U.S. Obliterates Dozens Of ISIS Positions As Airstrikes Reach Highest Tempo Yet

U.S. Obliterates Dozens Of ISIS Positions As Airstrikes Reach Highest Tempo Yet

United States-led airstrikes barraged western Iraq yesterday, backing the country’s efforts after the Iraqi government declared yesterday that it was going to retake from ISIS the western province of Anbar, which includes the cities of Ramadi and Falluja. The airstrikes, consisting of bomber, attack, fighter-attack and drone aircraft, come one week after President Obama promised a long-term campaign in order to defeat ISIS. The attacks marked a significant escalation in the United States’ involvement in Iraq and its battle with terror group ISIS.

The coalition’s airstrikes carried out Monday more than doubled the typical daily activities taking place recently. However, United States officials cautioned that this operation was just the beginning of a likely long-term campaign due to ISIS tactics. In Ramadi, ISIS militants have had approximately 2 months to increase their defenses and to wire buildings with bombs.

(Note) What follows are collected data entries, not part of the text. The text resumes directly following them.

use axum::{
    extract::{Path, Query, State},
    http::{HeaderMap, StatusCode},
    response::IntoResponse,
    Extension, Json,
};
use chrono::Utc;
use serde::Deserialize;
use uuid::Uuid;

use super::middleware::bearer_token;
use super::{AppState, CurrentUser};
use crate::db::{Database, DbError};
use crate::models::*;
use crate::progression::{CompletionError, CompletionOutcome};

type ApiResult<T> = Result<T, (StatusCode, String)>;

// ============================================================
// Error Handling
// ============================================================

/// Log an internal error and return a sanitized response to the client.
///
/// Conflicts and validation failures raised by the database layer are safe
/// to expose and keep their message; everything else becomes a generic 500.
fn internal_error(e: anyhow::Error) -> (StatusCode, String) {
    match e.downcast_ref::<DbError>() {
        Some(DbError::Conflict(msg)) => {
            tracing::warn!("Conflict: {}", msg);
            (StatusCode::CONFLICT, msg.clone())
        }
        Some(DbError::Invalid(msg)) => {
            tracing::warn!("Validation error: {}", msg);
            (StatusCode::BAD_REQUEST, msg.clone())
        }
        None => {
            tracing::error!("Internal error: {:#}", e);
            (
                StatusCode::INTERNAL_SERVER_ERROR,
                "Internal server error".to_string(),
            )
        }
    }
}

fn completion_error(e: CompletionError) -> (StatusCode, String) {
    match e {
        CompletionError::TaskNotFound(_) => (StatusCode::NOT_FOUND, "Task not found".to_string()),
        CompletionError::UserNotFound(_) => (StatusCode::NOT_FOUND, "User not found".to_string()),
        CompletionError::AlreadyCompleted(_) => (StatusCode::CONFLICT, e.to_string()),
        CompletionError::Store(e) => internal_error(e),
    }
}

fn not_found(what: &str) -> (StatusCode, String) {
    (StatusCode::NOT_FOUND, format!("{} not found", what))
}

// ============================================================
// Health
// ============================================================

pub async fn health() -> impl IntoResponse {
    Json(serde_json::json!({ "status": "ok" }))
}

// ============================================================
// Auth & users
// ============================================================

pub async fn register(
    State(db): State<Database>,
    Json(input): Json<RegisterInput>,
) -> ApiResult<(StatusCode, Json<User>)> {
    db.create_user(input)
        .map(|u| (StatusCode::CREATED, Json(u)))
        .map_err(internal_error)
}

pub async fn login(
    State(state): State<AppState>,
    Json(input): Json<LoginInput>,
) -> ApiResult<Json<AccessToken>> {
    let user = state
        .db
        .authenticate(&input.username, &input.password)
        .map_err(internal_error)?
        .ok_or_else(|| {
            tracing::warn!(login = %input.username, "Failed login");
            (
                StatusCode::UNAUTHORIZED,
                "Incorrect username or password".to_string(),
            )
        })?;

    state
        .db
        .issue_token(user.id, state.config.token_ttl)
        .map(Json)
        .map_err(internal_error)
}

/// Revoke the token the request was authenticated with.
pub async fn logout(
    State(db): State<Database>,
    Extension(CurrentUser(user_id)): Extension<CurrentUser>,
    headers: HeaderMap,
) -> ApiResult<StatusCode> {
    let token = bearer_token(&headers)
        .ok_or((StatusCode::UNAUTHORIZED, "Missing bearer token".to_string()))?;
    db.revoke_token(token).map_err(internal_error)?;
    tracing::info!(%user_id, "Logged out");
    Ok(StatusCode::NO_CONTENT)
}

pub async fn get_me(
    State(db): State<Database>,
    Extension(CurrentUser(user_id)): Extension<CurrentUser>,
) -> ApiResult<Json<User>> {
    db.get_user(user_id)
        .map_err(internal_error)?
        .map(Json)
        .ok_or_else(|| not_found("User"))
}

pub async fn update_me(
    State(db): State<Database>,
    Extension(CurrentUser(user_id)): Extension<CurrentUser>,
    Json(input): Json<UpdateProfileInput>,
) -> ApiResult<Json<User>> {
    db.update_profile(user_id, input)
        .map_err(internal_error)?
        .map(Json)
        .ok_or_else(|| not_found("User"))
}

// ============================================================
// Tasks
// ============================================================

#[derive(Debug, Deserialize)]
pub struct TaskListQuery {
    pub task_type: Option<TaskType>,
}

pub async fn list_tasks(
    State(db): State<Database>,
    Extension(CurrentUser(user_id)): Extension<CurrentUser>,
    Query(query): Query<TaskListQuery>,
) -> ApiResult<Json<Vec<Task>>> {
    db.get_tasks(user_id, query.task_type)
        .map(Json)
        .map_err(internal_error)
}

pub async fn get_task(
    State(db): State<Database>,
    Extension(CurrentUser(user_id)): Extension<CurrentUser>,
    Path(id): Path<Uuid>,
) -> ApiResult<Json<Task>> {
    db.get_task(id, user_id)
        .map_err(internal_error)?
        .map(Json)
        .ok_or_else(|| not_found("Task"))
}

pub async fn create_habit(
    State(db): State<Database>,
    Extension(CurrentUser(user_id)): Extension<CurrentUser>,
    Json(input): Json<CreateHabitInput>,
) -> ApiResult<(StatusCode, Json<Task>)> {
    db.create_habit(user_id, input)
        .map(|t| (StatusCode::CREATED, Json(t)))
        .map_err(internal_error)
}

pub async fn create_todo(
    State(db): State<Database>,
    Extension(CurrentUser(user_id)): Extension<CurrentUser>,
    Json(input): Json<CreateTodoInput>,
) -> ApiResult<(StatusCode, Json<Task>)> {
    db.create_todo(user_id, input)
        .map(|t| (StatusCode::CREATED, Json(t)))
        .map_err(internal_error)
}

pub async fn update_habit(
    State(db): State<Database>,
    Extension(CurrentUser(user_id)): Extension<CurrentUser>,
    Path(id): Path<Uuid>,
    Json(input): Json<UpdateHabitInput>,
) -> ApiResult<Json<Task>> {
    db.update_habit(id, user_id, input)
        .map_err(internal_error)?
        .map(Json)
        .ok_or_else(|| not_found("Habit"))
}

pub async fn update_todo(
    State(db): State<Database>,
    Extension(CurrentUser(user_id)): Extension<CurrentUser>,
    Path(id): Path<Uuid>,
    Json(input): Json<UpdateTodoInput>,
) -> ApiResult<Json<Task>> {
    db.update_todo(id, user_id, input)
        .map_err(internal_error)?
        .map(Json)
        .ok_or_else(|| not_found("Todo"))
}

pub async fn delete_task(
    State(db): State<Database>,
    Extension(CurrentUser(user_id)): Extension<CurrentUser>,
    Path(id): Path<Uuid>,
) -> ApiResult<StatusCode> {
    match db.delete_task(id, user_id) {
        Ok(true) => Ok(StatusCode::NO_CONTENT),
        Ok(false) => Err(not_found("Task")),
        Err(e) => Err(internal_error(e)),
    }
}

// ============================================================
// Completion
// ============================================================

pub async fn complete_task(
    State(state): State<AppState>,
    Extension(CurrentUser(user_id)): Extension<CurrentUser>,
    Path(id): Path<Uuid>,
) -> ApiResult<Json<CheckInResponse>> {
    let outcome = state.engine.complete(id, user_id).map_err(completion_error)?;

    // The completion is already committed; a failure here only costs the unlock
    let achievements_unlocked = state
        .db
        .evaluate_achievements(user_id, &outcome)
        .unwrap_or_else(|e| {
            tracing::error!(%user_id, "Achievement evaluation failed: {:#}", e);
            Vec::new()
        });

    let user = state
        .db
        .get_user(user_id)
        .map_err(internal_error)?
        .ok_or_else(|| not_found("User"))?;

    Ok(Json(check_in_response(outcome, user, achievements_unlocked)))
}

fn check_in_response(
    outcome: CompletionOutcome,
    user: User,
    achievements_unlocked: Vec<Achievement>,
) -> CheckInResponse {
    let completion = &outcome.completion;
    let new_streak = if outcome.streak_updated {
        outcome.current_streak
    } else {
        user.current_streak
    };

    CheckInResponse {
        message: check_in_message(&outcome),
        task_info: TaskInfo {
            task_id: completion.task_id.unwrap_or_default(),
            task_type: completion.task_type,
            task_title: completion.task_title.clone(),
            difficulty: completion.difficulty,
        },
        gamification: GamificationSummary {
            xp_earned: outcome.xp_awarded,
            xp_before: outcome.xp_before,
            xp_after: outcome.xp_after,
            level_before: outcome.old_level,
            level_after: outcome.new_level,
            level_up_occurred: outcome.leveled_up,
            levels_gained: outcome.levels_gained(),
        },
        streak_updated: outcome.streak_updated,
        new_streak,
        user,
        achievements_unlocked,
        task_completion: outcome.completion,
    }
}

/// Human-readable summary, e.g. `Task completed! XP earned: 20. Level up! You reached level 3!`
pub fn check_in_message(outcome: &CompletionOutcome) -> String {
    let mut parts = vec![format!("Task completed! XP earned: {}.", outcome.xp_awarded)];

    if outcome.streak_updated {
        parts.push(format!("Current streak: {} days!", outcome.current_streak));
    }

    match outcome.levels_gained() {
        0 => {}
        1 => parts.push(format!("Level up! You reached level {}!", outcome.new_level)),
        n => parts.push(format!(
            "Multiple level ups! You jumped {} levels to level {}!",
            n, outcome.new_level
        )),
    }

    parts.join(" ")
}

// ============================================================
// Achievements
// ============================================================

pub async fn list_achievements(State(db): State<Database>) -> ApiResult<Json<Vec<Achievement>>> {
    db.get_achievements().map(Json).map_err(internal_error)
}

pub async fn list_user_achievements(
    State(db): State<Database>,
    Extension(CurrentUser(user_id)): Extension<CurrentUser>,
) -> ApiResult<Json<Vec<UserAchievement>>> {
    db.get_user_achievements(user_id)
        .map(Json)
        .map_err(internal_error)
}

// ============================================================
// Tags
// ============================================================

pub async fn list_tags(
    State(db): State<Database>,
    Extension(CurrentUser(user_id)): Extension<CurrentUser>,
) -> ApiResult<Json<Vec<Tag>>> {
    db.get_tags(user_id).map(Json).map_err(internal_error)
}

pub async fn get_tag(
    State(db): State<Database>,
    Extension(CurrentUser(user_id)): Extension<CurrentUser>,
    Path(id): Path<Uuid>,
) -> ApiResult<Json<Tag>> {
    db.get_tag(id, user_id)
        .map_err(internal_error)?
        .map(Json)
        .ok_or_else(|| not_found("Tag"))
}

pub async fn create_tag(
    State(db): State<Database>,
    Extension(CurrentUser(user_id)): Extension<CurrentUser>,
    Json(input): Json<CreateTagInput>,
) -> ApiResult<(StatusCode, Json<Tag>)> {
    db.create_tag(user_id, input)
        .map(|t| (StatusCode::CREATED, Json(t)))
        .map_err(internal_error)
}

pub async fn update_tag(
    State(db): State<Database>,
    Extension(CurrentUser(user_id)): Extension<CurrentUser>,
    Path(id): Path<Uuid>,
    Json(input): Json<UpdateTagInput>,
) -> ApiResult<Json<Tag>> {
    db.update_tag(id, user_id, input)
        .map_err(internal_error)?
        .map(Json)
        .ok_or_else(|| not_found("Tag"))
}

pub async fn delete_tag(
    State(db): State<Database>,
    Extension(CurrentUser(user_id)): Extension<CurrentUser>,
    Path(id): Path<Uuid>,
) -> ApiResult<StatusCode> {
    match db.delete_tag(id, user_id) {
        Ok(true) => Ok(StatusCode::NO_CONTENT),
        Ok(false) => Err(not_found("Tag")),
        Err(e) => Err(internal_error(e)),
    }
}

pub async fn list_tag_tasks(
    State(db): State<Database>,
    Extension(CurrentUser(user_id)): Extension<CurrentUser>,
    Path(id): Path<Uuid>,
) -> ApiResult<Json<Vec<Task>>> {
    db.get_tasks_by_tag(id, user_id)
        .map_err(internal_error)?
        .map(Json)
        .ok_or_else(|| not_found("Tag"))
}

pub async fn add_task_tag(
    State(db): State<Database>,
    Extension(CurrentUser(user_id)): Extension<CurrentUser>,
    Path((task_id, tag_id)): Path<(Uuid, Uuid)>,
) -> ApiResult<Json<Task>> {
    db.add_tag_to_task(task_id, tag_id, user_id)
        .map_err(internal_error)?
        .map(Json)
        .ok_or_else(|| not_found("Task or tag"))
}

pub async fn remove_task_tag(
    State(db): State<Database>,
    Extension(CurrentUser(user_id)): Extension<CurrentUser>,
    Path((task_id, tag_id)): Path<(Uuid, Uuid)>,
) -> ApiResult<Json<Task>> {
    db.remove_tag_from_task(task_id, tag_id, user_id)
        .map_err(internal_error)?
        .map(Json)
        .ok_or_else(|| not_found("Task"))
}

// ============================================================
// Dashboard
// ============================================================

pub async fn dashboard_stats(
    State(state): State<AppState>,
    Extension(CurrentUser(user_id)): Extension<CurrentUser>,
) -> ApiResult<Json<DashboardStats>> {
    state
        .db
        .get_dashboard_stats(user_id, &state.config.progression, Utc::now().date_naive())
        .map_err(internal_error)?
        .map(Json)
        .ok_or_else(|| not_found("User"))
}

#[derive(Debug, Deserialize)]
pub struct HistoryQuery {
    pub limit: Option<u32>,
}

pub async fn completion_history(
    State(db): State<Database>,
    Extension(CurrentUser(user_id)): Extension<CurrentUser>,
    Query(query): Query<HistoryQuery>,
) -> ApiResult<Json<CompletionHistory>> {
    let limit = query.limit.unwrap_or(50).clamp(1, 500);
    db.get_completion_history(user_id, limit)
        .map(|history| Json(CompletionHistory { history }))
        .map_err(internal_error)
}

One important question is whether the coalition-led offensive has the support of many groups that all consider ISIS the enemy but also have tense relations with one another. For example, within Iraq, this includes the Shiite fighters from the south and some Sunni forces. As far as the rest of the world, the key players include the United States and Iran, who obviously have their issues with each other. However, despite their differences, the Anbar operation included Shiite militias, Sunni tribal forces, regular army forces, special forces and federal policemen.

Greater than one year after ISIS took large regions of northern and western Iraq, its militants continue to hold the area, including Mosul, Iraq’s second largest city. By taking Ramadi, ISIS strengthened its hold on Anbar, a large desert region that allows it to hold Mosul to the north and cross easily into its territory in Syria.

The United Nations released a report yesterday which stated that greater than 3,300 Iraqi civilians were killed and greater than 7,400 were injured during the five-month period from December 2014 to April 2015. The report also stated that ISIS likely committed war crimes and possibly genocide during its attacks on Iraqi civilians this year.